Attorney At Lawl said:


> because skype voice quality is horrible unless you're a paid member. Jamming is a good idea, but christ, it would sound awful over Skype.



Naww, the voice quality is dependent on the microphone. I mean... fursonacast is made with skype and the quality.. it was perfectly fine! 

I didn't pay for Skype and it sounded fine! .. correct me if I'm wrong.. but the last times I've used it the quality has been perfectly good.

... anyone else have the same experience?


----------



## Internet Police Chief (Jun 29, 2009)

Well, I'd be willing to try it.

If you need a bassist, I'm on board.


----------



## ThisisGabe (Jun 29, 2009)

yeah! whats your skype


----------



## Internet Police Chief (Jun 29, 2009)

I don't have one, but I'm installing it now and my name will be BaronVonYiffington.


----------



## Rhyrs (Jun 30, 2009)

I'd be up for some jam sessions. I have a bass and a guitar. I haven't had them for too long, so I'm not an expert. (Bass for 6mo., guitar for 1mo) If you're interested, my skype is Rhyrs73


----------



## Dyluck (Jun 30, 2009)

The only problem with music and skype is that skype has audio lag so it's impossible to sing or play in sync with each other.  It works well enough if only one person is trying to go at a time, though.  I've sung over skype a few times before and I don't have any complaints about the sound quality.


----------



## ThisisGabe (Jun 30, 2009)

Oh, I'm glad you mentioned that David.
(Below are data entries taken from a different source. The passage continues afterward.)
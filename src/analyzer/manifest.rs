//! Workload manifest decoding.
//!
//! Only the fields that matter for request aggregation are modelled: the
//! type/object metadata, the replication factor and the containers' resource
//! requests. Everything else in a manifest (labels, probes, volumes, limits)
//! is ignored by the decoder.
//!
//! Each supported kind has a [`ManifestAdapter`] registered in an
//! [`AdapterRegistry`], keyed by the manifest `kind` string.

use super::quantity::Quantity;
use super::resources::{ResourceMap, requests_from_containers};
use super::types::{SourceId, WorkloadKind};
use crate::error::{RequestsError, Result};
use serde::Deserialize;
use std::collections::{BTreeMap, HashMap};

// ============================================================================
// Metadata
// ============================================================================

/// The minimal part of any manifest: kind, apiVersion, name and namespace.
#[derive(Debug, Clone, Default, Deserialize)]
#[serde(default, rename_all = "camelCase")]
pub struct ManifestHeader {
    pub kind: Option<String>,
    pub api_version: Option<String>,
    pub metadata: Option<ObjectMeta>,
}

#[derive(Debug, Clone, Default, Deserialize)]
#[serde(default)]
pub struct ObjectMeta {
    pub name: Option<String>,
    pub namespace: Option<String>,
}

impl ManifestHeader {
    pub fn name(&self) -> Option<&str> {
        self.metadata.as_ref()?.name.as_deref()
    }

    pub fn namespace(&self) -> Option<&str> {
        self.metadata.as_ref()?.namespace.as_deref()
    }
}

// ============================================================================
// Pod Templates
// ============================================================================

/// A request value as written in YAML: usually a string, sometimes a bare
/// number such as `cpu: 1` or `cpu: 0.5`.
///
/// Integers are tried before floats so that whole numbers up to `u64::MAX`
/// stay exact.
#[derive(Debug, Clone, PartialEq, Deserialize)]
#[serde(untagged)]
pub enum RawQuantity {
    Text(String),
    Integer(i64),
    Unsigned(u64),
    Float(f64),
}

impl RawQuantity {
    /// The value in quantity syntax.
    pub fn as_text(&self) -> String {
        match self {
            Self::Text(text) => text.clone(),
            Self::Integer(n) => n.to_string(),
            Self::Unsigned(n) => n.to_string(),
            Self::Float(n) => n.to_string(),
        }
    }
}

#[derive(Debug, Clone, Default, Deserialize)]
#[serde(default)]
pub struct ResourceRequirements {
    pub requests: Option<BTreeMap<String, RawQuantity>>,
}

#[derive(Debug, Clone, Default, Deserialize)]
#[serde(default)]
pub struct Container {
    pub name: Option<String>,
    pub resources: Option<ResourceRequirements>,
}

impl Container {
    /// Parsed requests of this container, `None` when it declares none.
    fn requests(&self, source_id: &SourceId) -> Result<Option<ResourceMap>> {
        let Some(raw) = self.resources.as_ref().and_then(|r| r.requests.as_ref()) else {
            return Ok(None);
        };

        let mut requests = ResourceMap::new();
        for (resource, value) in raw {
            let quantity = Quantity::parse(&value.as_text()).map_err(|source| {
                RequestsError::MalformedQuantity {
                    source_id: source_id.clone(),
                    resource: resource.clone(),
                    source,
                }
            })?;
            requests.insert(resource.clone(), quantity);
        }
        Ok(Some(requests))
    }
}

#[derive(Debug, Clone, Default, Deserialize)]
#[serde(default)]
pub struct PodSpec {
    pub containers: Option<Vec<Container>>,
}

impl PodSpec {
    /// Sum of the requests of every container in this pod.
    pub fn requests(&self, source: &SourceId) -> Result<ResourceMap> {
        let mut per_container = Vec::new();
        for container in self.containers.iter().flatten() {
            if let Some(requests) = container.requests(source)? {
                per_container.push(requests);
            }
        }

        requests_from_containers(&per_container).map_err(|e| RequestsError::Arithmetic {
            context: source.to_string(),
            source: e,
        })
    }
}

#[derive(Debug, Clone, Default, Deserialize)]
#[serde(default)]
pub struct PodTemplateSpec {
    pub spec: Option<PodSpec>,
}

impl PodTemplateSpec {
    fn into_pod_spec(template: Option<Self>) -> PodSpec {
        template.and_then(|t| t.spec).unwrap_or_default()
    }
}

// ============================================================================
// Workload Kinds
// ============================================================================

#[derive(Debug, Clone, Default, Deserialize)]
#[serde(default)]
pub struct Deployment {
    pub spec: Option<DeploymentSpec>,
}

#[derive(Debug, Clone, Default, Deserialize)]
#[serde(default)]
pub struct DeploymentSpec {
    pub replicas: Option<i64>,
    pub template: Option<PodTemplateSpec>,
}

#[derive(Debug, Clone, Default, Deserialize)]
#[serde(default)]
pub struct Pod {
    pub spec: Option<PodSpec>,
}

#[derive(Debug, Clone, Default, Deserialize)]
#[serde(default)]
pub struct Job {
    pub spec: Option<JobSpec>,
}

#[derive(Debug, Clone, Default, Deserialize)]
#[serde(default)]
pub struct JobSpec {
    pub parallelism: Option<i64>,
    pub template: Option<PodTemplateSpec>,
}

/// A decoded workload: its pod template and declared replication count.
#[derive(Debug, Clone, Default)]
pub struct Workload {
    /// Replica count or parallelism as written, if any.
    pub replicas: Option<i64>,
    pub pod_spec: PodSpec,
}

impl Workload {
    /// Factor the pod template's requests are multiplied by.
    pub fn factor(&self) -> u32 {
        replication_factor(self.replicas)
    }
}

/// Resolve a declared replica count or parallelism.
///
/// Unset, zero and negative counts resolve to 1, matching Kubernetes
/// defaulting of `replicas` and `parallelism`.
pub fn replication_factor(count: Option<i64>) -> u32 {
    match count {
        Some(n) if n > 0 => u32::try_from(n).unwrap_or(u32::MAX),
        _ => 1,
    }
}

// ============================================================================
// Adapters
// ============================================================================

/// Reads the pod template and replication factor of one manifest kind.
pub trait ManifestAdapter: Send + Sync {
    /// Kind handled by this adapter.
    fn kind(&self) -> WorkloadKind;

    /// Decode a manifest of this kind.
    ///
    /// Fails when the body does not have the kind's shape, e.g. a string
    /// where `containers` should be a list.
    fn decode(&self, manifest: serde_yaml::Value) -> std::result::Result<Workload, serde_yaml::Error>;
}

/// `spec.replicas` × `spec.template.spec`.
#[derive(Debug, Clone, Copy, Default)]
pub struct DeploymentAdapter;

impl ManifestAdapter for DeploymentAdapter {
    fn kind(&self) -> WorkloadKind {
        WorkloadKind::Deployment
    }

    fn decode(&self, manifest: serde_yaml::Value) -> std::result::Result<Workload, serde_yaml::Error> {
        let spec = serde_yaml::from_value::<Deployment>(manifest)?
            .spec
            .unwrap_or_default();
        Ok(Workload {
            replicas: spec.replicas,
            pod_spec: PodTemplateSpec::into_pod_spec(spec.template),
        })
    }
}

/// `spec`, always once.
#[derive(Debug, Clone, Copy, Default)]
pub struct PodAdapter;

impl ManifestAdapter for PodAdapter {
    fn kind(&self) -> WorkloadKind {
        WorkloadKind::Pod
    }

    fn decode(&self, manifest: serde_yaml::Value) -> std::result::Result<Workload, serde_yaml::Error> {
        let pod = serde_yaml::from_value::<Pod>(manifest)?;
        Ok(Workload {
            replicas: None,
            pod_spec: pod.spec.unwrap_or_default(),
        })
    }
}

/// `spec.parallelism` × `spec.template.spec`.
#[derive(Debug, Clone, Copy, Default)]
pub struct JobAdapter;

impl ManifestAdapter for JobAdapter {
    fn kind(&self) -> WorkloadKind {
        WorkloadKind::Job
    }

    fn decode(&self, manifest: serde_yaml::Value) -> std::result::Result<Workload, serde_yaml::Error> {
        let spec = serde_yaml::from_value::<Job>(manifest)?
            .spec
            .unwrap_or_default();
        Ok(Workload {
            replicas: spec.parallelism,
            pod_spec: PodTemplateSpec::into_pod_spec(spec.template),
        })
    }
}

/// Adapters keyed by manifest `kind`.
pub struct AdapterRegistry {
    adapters: HashMap<&'static str, Box<dyn ManifestAdapter>>,
}

impl AdapterRegistry {
    /// A registry without any adapter.
    pub fn empty() -> Self {
        Self {
            adapters: HashMap::new(),
        }
    }

    /// Register an adapter, replacing any adapter for the same kind.
    pub fn register(mut self, adapter: impl ManifestAdapter + 'static) -> Self {
        self.adapters.insert(adapter.kind().as_str(), Box::new(adapter));
        self
    }

    /// Adapter for a manifest kind, `None` when the kind is not aggregated.
    pub fn get(&self, kind: &str) -> Option<&dyn ManifestAdapter> {
        self.adapters.get(kind).map(|a| a.as_ref())
    }

    /// Registered kinds, sorted.
    pub fn kinds(&self) -> Vec<&'static str> {
        let mut kinds: Vec<_> = self.adapters.keys().copied().collect();
        kinds.sort_unstable();
        kinds
    }
}

impl Default for AdapterRegistry {
    fn default() -> Self {
        Self::empty()
            .register(DeploymentAdapter)
            .register(PodAdapter)
            .register(JobAdapter)
    }
}

impl std::fmt::Debug for AdapterRegistry {
    fn fmt(&self, f: &mut std::fmt::Formatter<'_>) -> std::fmt::Result {
        f.debug_struct("AdapterRegistry")
            .field("kinds", &self.kinds())
            .finish()
    }
}

// ============================================================================
// Tests
// ============================================================================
I intensionally tested the audio lag a few minutes ago with Rhyrs. It's actually only about .1-.4 seconds long. I did a test where I tried to match the tempo of the other person and it was really really close. I think it's doable! 

He was playing his bass and I was on the keyboard. The lag wasn't that noticeable.. surprisingly enough. I'll be willing to prove it to anyone!


----------



## ThisisGabe (Jun 30, 2009)

oops, sry. I just f-ed up. I don't mean,,, PLAYING at the same time. I mean.. more like... showcasing your own stuff.


----------



## kjmars63 (Jul 12, 2009)

Yah, I'd do it. I have a whole orchestra of instruments myself. But I learned that after about 3 months, those group conversations never happen again. I haven't even talked to someone on my Skype in like...2 months.


----------



## Dyluck (Jul 12, 2009)

Honestly, Skype doesn't seem like something that you _do_ do a lot.  I really have to be in the mood for it, or have some sort of special occasion to bother using it.


----------



## kjmars63 (Jul 12, 2009)

Probably why I haven't used it in 2 months, dude.


----------



## Dyluck (Jul 12, 2009)

You sounded like you were complaining about having not been using it.


----------



## Kiko The Freako (Jul 20, 2009)

ooo. Skype jam hell yeah those are fun.  Im not great but i play a little guitar Bass and drumms.  but I dotn have a set so jsut guitar and bass.


----------